On the other side, giving away your whole code without any restriction is not something everyone can afford, browsers do add some abstraction layer between your CPU and your code which means it will always have some cost, the soft could disappear from one day to the other (while if you installed it on your PC it will run as long as you don't re-install your PC), you are limited as developer to what the browser offer and not to the capabilities of the machine, and a lot more drawbacks (I stop here as I don't want to fill the site with my rants).

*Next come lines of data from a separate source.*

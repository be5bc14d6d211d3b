/// Append-only log file output
///
/// File logging is opt-in through `init_file_logging()`. Until it runs, writes
/// are dropped, which keeps library users and tests console-only.
use crate::paths::get_logs_directory;
use chrono::Local;
use once_cell::sync::Lazy;
use parking_lot::Mutex;
use std::fs::{File, OpenOptions};
use std::io::{BufWriter, Write};

static LOG_FILE: Lazy<Mutex<Option<BufWriter<File>>>> = Lazy::new(|| Mutex::new(None));

pub fn init_file_logging() {
    if !super::config::get_logger_config().file_enabled {
        return;
    }

    let logs_dir = get_logs_directory();
    if let Err(e) = std::fs::create_dir_all(&logs_dir) {
        eprintln!("Failed to create logs directory {}: {}", logs_dir.display(), e);
        return;
    }

    let file_name = format!("tradekeeper_{}.log", Local::now().format("%Y-%m-%d"));
    let path = logs_dir.join(file_name);

    match OpenOptions::new().create(true).append(true).open(&path) {
        Ok(file) => {
            *LOG_FILE.lock() = Some(BufWriter::new(file));
        }
        Err(e) => {
            eprintln!("Failed to open log file {}: {}", path.display(), e);
        }
    }
}

pub fn write_to_file(line: &str) {
    let mut guard = LOG_FILE.lock();
    if let Some(writer) = guard.as_mut() {
        let _ = writeln!(writer, "{}", line);
    }
}

pub fn flush_file_logging() {
    if let Some(writer) = LOG_FILE.lock().as_mut() {
        let _ = writer.flush();
    }
}
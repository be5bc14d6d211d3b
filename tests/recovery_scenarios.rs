//! End-to-end reconciliation passes over an in-memory ledger, a scripted
//! exchange and a snapshot file in a temp directory. A "restart" is a fresh
//! registry and engine over the same ledger and snapshot.

use async_trait::async_trait;
use std::collections::HashSet;
use std::sync::Arc;
use std::time::Duration;

use tradekeeper::{
    config::RegistryConfig,
    errors::{TradeKeeperError, TradeKeeperResult},
    exchange::{ExchangeClient, StaticExchange},
    ledger::TradeLedger,
    recovery::{ReconciliationEngine, RecoveryAction, RecoverySettings, RecoveryState},
    registry::PositionRegistry,
    snapshot::StateSnapshotStore,
    types::{ExchangePosition, OperationalPhase, SessionScope, Side, TradeOrigin},
};

struct World {
    ledger: Arc<TradeLedger>,
    snapshots: Arc<StateSnapshotStore>,
    _dir: tempfile::TempDir,
}

impl World {
    fn new() -> Self {
        let dir = tempfile::tempdir().unwrap();
        Self {
            ledger: Arc::new(TradeLedger::open_in_memory().unwrap()),
            snapshots: Arc::new(StateSnapshotStore::new(dir.path().join("state.json"))),
            _dir: dir,
        }
    }

    fn boot(&self, exchange: Arc<dyn ExchangeClient>) -> ReconciliationEngine {
        let registry = Arc::new(PositionRegistry::new(
            self.ledger.clone(),
            &RegistryConfig::default(),
        ));
        ReconciliationEngine::new(
            registry,
            self.snapshots.clone(),
            exchange,
            RecoverySettings::default(),
        )
    }
}

async fn recover(engine: &ReconciliationEngine) -> tradekeeper::recovery::RecoveryOutcome {
    let (needed, info) = engine.check_recovery_needed().unwrap();
    assert!(needed, "expected an unclean previous run: {}", info.reason);
    engine.execute_recovery(&info).await.unwrap()
}

fn btc() -> ExchangePosition {
    ExchangePosition::new("BTCUSDT", Side::Long, 0.01, 65000.0)
}

#[tokio::test]
async fn test_idle_crash_with_flat_exchange_keeps_seeking() {
    let world = World::new();
    world
        .snapshots
        .save_running(OperationalPhase::SeekingEntry, vec![], None)
        .unwrap();

    let engine = world.boot(Arc::new(StaticExchange::new(vec![])));
    let outcome = recover(&engine).await;

    assert!(outcome.success);
    assert_eq!(outcome.action, Some(RecoveryAction::ContinueSeeking));
    assert_eq!(outcome.phase, OperationalPhase::SeekingEntry);
    assert_eq!(world.ledger.count_trades(None).unwrap(), 0);
    // nothing to adopt, so no session was started
    assert!(outcome.session_id.is_none());
}

#[tokio::test]
async fn test_unknown_exchange_position_becomes_orphan() {
    let world = World::new();
    world
        .snapshots
        .save_running(OperationalPhase::SeekingEntry, vec![], None)
        .unwrap();

    let engine = world.boot(Arc::new(StaticExchange::new(vec![btc()])));
    let outcome = recover(&engine).await;

    assert!(outcome.success);
    assert_eq!(outcome.action, Some(RecoveryAction::SwitchToManaging));
    assert_eq!(outcome.phase, OperationalPhase::ManagingPositions);
    assert_eq!(outcome.orphans_created, 1);
    assert_eq!(engine.registry().len().await, 1);
    assert_eq!(
        world
            .ledger
            .count_trades(Some(TradeOrigin::RecoveryOrphan))
            .unwrap(),
        1
    );

    let snapshot = world.snapshots.load().unwrap().unwrap();
    assert_eq!(snapshot.phase(), OperationalPhase::ManagingPositions);
    assert_eq!(snapshot.active_trades.len(), 1);
    assert!(snapshot.active_trades[0].internal_id.is_some());
    assert_eq!(snapshot.session_id, outcome.session_id);
}

#[tokio::test]
async fn test_saved_trade_matches_within_tolerance() {
    let world = World::new();
    let session = world.ledger.start_session("SHIBUSDT", "", 1000.0).unwrap();

    // first run opens a position, heartbeats, then dies
    let first = world.boot(Arc::new(StaticExchange::new(vec![])));
    first.registry().bind_session(&session).await.unwrap();
    let id = first
        .registry()
        .open("SHIBUSDT", Side::Short, 750.0, 0.00002)
        .await
        .unwrap();
    world
        .snapshots
        .save_running(
            OperationalPhase::ManagingPositions,
            first.registry().snapshot_trades().await,
            Some(session.clone()),
        )
        .unwrap();
    drop(first);

    let engine = world.boot(Arc::new(StaticExchange::new(vec![ExchangePosition::new(
        "SHIBUSDT",
        Side::Short,
        753.0,
        0.00002,
    )])));
    let outcome = recover(&engine).await;

    assert!(outcome.success);
    assert_eq!(outcome.action, Some(RecoveryAction::ContinueNormal));
    assert_eq!(outcome.phase, OperationalPhase::ManagingPositions);
    assert_eq!(outcome.orphans_created, 0);
    assert_eq!(outcome.session_id, Some(session));
    assert_eq!(world.ledger.count_trades(None).unwrap(), 1);

    let tracked = engine.registry().snapshot().await;
    assert_eq!(tracked.len(), 1);
    assert_eq!(tracked[0].internal_id, Some(id));
    assert!(tracked[0].recovered);
}

#[tokio::test]
async fn test_position_closed_externally_is_flagged_not_closed() {
    let world = World::new();
    let session = world.ledger.start_session("ETHUSDT", "", 1000.0).unwrap();

    let first = world.boot(Arc::new(StaticExchange::new(vec![])));
    first.registry().bind_session(&session).await.unwrap();
    let id = first
        .registry()
        .open("ETHUSDT", Side::Long, 1.5, 3000.0)
        .await
        .unwrap();
    world
        .snapshots
        .save_running(
            OperationalPhase::ManagingPositions,
            first.registry().snapshot_trades().await,
            Some(session.clone()),
        )
        .unwrap();
    drop(first);

    let engine = world.boot(Arc::new(StaticExchange::new(vec![])));
    let outcome = recover(&engine).await;

    assert!(outcome.success);
    assert_eq!(outcome.action, Some(RecoveryAction::SwitchToSeeking));
    assert_eq!(outcome.phase, OperationalPhase::SeekingEntry);
    assert!(engine.registry().is_empty().await);

    let trade = world.ledger.get_trade(id).unwrap().unwrap();
    assert!(trade.is_open());
    assert!(trade.review_reason.is_some());
    assert_eq!(world.ledger.list_flagged_trades().unwrap().len(), 1);
}

#[tokio::test]
async fn test_exchange_outage_fails_pass_and_keeps_snapshot() {
    let world = World::new();
    world
        .snapshots
        .save_running(OperationalPhase::ManagingPositions, vec![], None)
        .unwrap();
    let before = world.snapshots.load().unwrap().unwrap();

    let exchange = Arc::new(StaticExchange::new(vec![btc()]));
    exchange.fail_next("503 Service Unavailable");
    let engine = world.boot(exchange.clone());
    let outcome = recover(&engine).await;

    assert!(!outcome.success);
    assert_eq!(outcome.final_state, RecoveryState::Failed);
    assert_eq!(outcome.phase, OperationalPhase::SeekingEntry);
    assert!(outcome.error.unwrap().contains("503"));
    assert_eq!(world.snapshots.load().unwrap().unwrap(), before);
    assert!(world.snapshots.should_auto_restart().unwrap());
    assert_eq!(world.ledger.count_trades(None).unwrap(), 0);

    // the next attempt goes through
    let outcome = recover(&engine).await;
    assert!(outcome.success);
    assert_eq!(outcome.phase, OperationalPhase::ManagingPositions);
    assert_eq!(exchange.call_count(), 2);
}

#[tokio::test]
async fn test_recovery_is_idempotent() {
    let world = World::new();
    world
        .snapshots
        .save_running(OperationalPhase::SeekingEntry, vec![], None)
        .unwrap();
    let exchange: Arc<dyn ExchangeClient> = Arc::new(StaticExchange::new(vec![
        btc(),
        ExchangePosition::new("SOLUSDT", Side::Short, 12.0, 150.0),
    ]));

    let engine = world.boot(exchange.clone());
    let first = recover(&engine).await;
    let trades_after_first = world.ledger.count_trades(None).unwrap();

    let second = recover(&engine).await;
    assert_eq!(second.phase, first.phase);
    assert_eq!(second.orphans_created, 0);
    assert_eq!(world.ledger.count_trades(None).unwrap(), trades_after_first);

    // and again after a restart
    let restarted = world.boot(exchange);
    let third = recover(&restarted).await;
    assert_eq!(third.phase, first.phase);
    assert_eq!(third.session_id, first.session_id);
    assert_eq!(world.ledger.count_trades(None).unwrap(), trades_after_first);
    assert_eq!(restarted.registry().len().await, 2);
}

#[tokio::test]
async fn test_each_orphan_gets_unique_ids_and_mapping() {
    let world = World::new();
    world
        .snapshots
        .save_running(OperationalPhase::SeekingEntry, vec![], None)
        .unwrap();
    let positions = vec![
        btc(),
        ExchangePosition::new("ETHUSDT", Side::Long, 2.0, 3000.0),
        ExchangePosition::new("ETHUSDT", Side::Short, 1.0, 3010.0),
        ExchangePosition::new("XRPUSDT", Side::Long, 400.0, 0.6),
    ];
    let engine = world.boot(Arc::new(StaticExchange::new(positions.clone())));

    let outcome = recover(&engine).await;
    assert_eq!(outcome.orphans_created, positions.len());
    assert_eq!(outcome.orphans_bound, positions.len());

    let trades = world.ledger.list_open_trades(&SessionScope::AnySession).unwrap();
    assert_eq!(trades.len(), positions.len());
    assert!(trades
        .iter()
        .all(|t| t.origin == TradeOrigin::RecoveryOrphan));

    let ids: HashSet<_> = trades.iter().map(|t| t.internal_id).collect();
    assert_eq!(ids.len(), positions.len());

    let mappings = world.ledger.list_mappings(100).unwrap();
    assert_eq!(mappings.len(), positions.len());
    let external: HashSet<_> = mappings.iter().map(|m| m.external_id.clone()).collect();
    assert_eq!(external.len(), positions.len());
    for trade in &trades {
        let mapped = world.ledger.resolve_external(trade.internal_id).unwrap();
        assert_eq!(mapped, trade.external_id);
    }
}

#[tokio::test]
async fn test_retried_exchange_sync_creates_no_duplicates() {
    let world = World::new();
    let session = world.ledger.start_session("MULTI", "", 0.0).unwrap();
    let registry = PositionRegistry::new(world.ledger.clone(), &RegistryConfig::default());
    let positions = vec![btc(), ExchangePosition::new("ETHUSDT", Side::Long, 2.0, 3000.0)];

    // unbound: orphans wait in memory
    let first = registry.sync_from_exchange(&positions).await.unwrap();
    let retry = registry.sync_from_exchange(&positions).await.unwrap();
    assert_eq!(first.created, 2);
    assert_eq!(retry.created, 0);
    assert_eq!(retry.matched, 2);
    assert_eq!(registry.pending_orphan_count().await, 2);

    // bound: orphans are persisted once
    assert_eq!(registry.bind_session(&session).await.unwrap(), 2);
    let retry = registry.sync_from_exchange(&positions).await.unwrap();
    assert_eq!(retry.created, 0);
    assert_eq!(world.ledger.count_trades(None).unwrap(), 2);
    assert_eq!(registry.len().await, 2);
}

#[tokio::test]
async fn test_quantity_conflict_needs_review_without_second_row() {
    let world = World::new();
    let session = world.ledger.start_session("BTCUSDT", "", 1000.0).unwrap();
    let id = world
        .ledger
        .add_trade(&session, "BTCUSDT", Side::Long, 65000.0, 0.01, TradeOrigin::Normal)
        .unwrap();
    world
        .snapshots
        .save_running(OperationalPhase::ManagingPositions, vec![], Some(session))
        .unwrap();

    // exchange holds five times what the ledger recorded
    let engine = world.boot(Arc::new(StaticExchange::new(vec![ExchangePosition::new(
        "BTCUSDT",
        Side::Long,
        0.05,
        65000.0,
    )])));

    for _ in 0..2 {
        let outcome = recover(&engine).await;
        assert!(outcome.success);
        assert_eq!(outcome.action, Some(RecoveryAction::ManualReviewNeeded));
        assert_eq!(outcome.phase, OperationalPhase::SeekingEntry);
        assert_eq!(outcome.orphans_created, 0);
    }

    let open = world
        .ledger
        .open_trades_for("BTCUSDT", Side::Long, &SessionScope::AnySession)
        .unwrap();
    assert_eq!(open.len(), 1);
    assert_eq!(open[0].internal_id, id);
    assert!(open[0].review_reason.is_some());
}

/// Holds every fetch long enough for a second pass to collide with it
struct SlowExchange {
    delay: Duration,
}

#[async_trait]
impl ExchangeClient for SlowExchange {
    fn name(&self) -> &'static str {
        "slow"
    }

    async fn list_open_positions(&self, _category: &str) -> TradeKeeperResult<Vec<ExchangePosition>> {
        tokio::time::sleep(self.delay).await;
        Ok(vec![])
    }
}

#[tokio::test]
async fn test_second_pass_is_rejected_while_first_runs() {
    let world = World::new();
    world
        .snapshots
        .save_running(OperationalPhase::SeekingEntry, vec![], None)
        .unwrap();
    let engine = Arc::new(world.boot(Arc::new(SlowExchange {
        delay: Duration::from_millis(300),
    })));
    let (_, info) = engine.check_recovery_needed().unwrap();

    let running = {
        let engine = engine.clone();
        let info = info.clone();
        tokio::spawn(async move { engine.execute_recovery(&info).await })
    };
    tokio::time::sleep(Duration::from_millis(50)).await;

    let err = engine.execute_recovery(&info).await.unwrap_err();
    assert!(matches!(err, TradeKeeperError::RecoveryInProgress));

    let outcome = running.await.unwrap().unwrap();
    assert!(outcome.success);
    assert_eq!(outcome.action, Some(RecoveryAction::ContinueSeeking));
}

#[tokio::test]
async fn test_clean_stop_skips_recovery() {
    let world = World::new();
    world
        .snapshots
        .save_running(OperationalPhase::ManagingPositions, vec![], None)
        .unwrap();
    world.snapshots.mark_stopped_manually().unwrap();

    let exchange = Arc::new(StaticExchange::new(vec![btc()]));
    let engine = world.boot(exchange.clone());
    let (needed, info) = engine.check_recovery_needed().unwrap();
    assert!(!needed);

    let outcome = engine.execute_recovery(&info).await.unwrap();
    assert!(outcome.success);
    assert!(outcome.action.is_none());
    assert_eq!(outcome.phase, OperationalPhase::ManagingPositions);
    assert_eq!(exchange.call_count(), 0);
}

So will the future be a full browser OS like google tried to convince us? I highly doubt it. Will we ever have a way to make fully portable software? I doubt as the tech already exists since ages, but there was let's say a cold reaction to it.
Creator of Dot World Maker
Mad programmer and annoying composer
User avatar
a_bertrand
Posts: 1536
Joined: Mon Feb 25, 2013 1:46 pm

Re: SculptGL

Post by a_bertrand »

Check out this:
http://www.tomshardware.com/news/quake- ... 25037.html

Somebody is actually going away of the browsers.
Creator of Dot World Maker
Mad programmer and annoying composer
User avatar
Jackolantern
Posts: 10891
Joined: Wed Jul 01, 2009 11:00 pm

Re: SculptGL

Post by Jackolantern »

a_bertrand wrote:So will the future be a full browser OS like google tried to convince us? I highly doubt it. Will we ever have a way to make fully portable software? I doubt as the tech already exists since ages, but there was let's say a cold reaction to it.
I am not saying that the future is going to be Chrome OS or some other browser-as-an-OS. However, cross-platform development has been looking better and better in the last 5 to 8 years or so. When a lot of these cross-platform solutions were created, we really, for all intents and purposes, had 2 platforms: Linux for business, and Windows for everything at home (Apple was on life support and didn't even play into the equation in the 90's).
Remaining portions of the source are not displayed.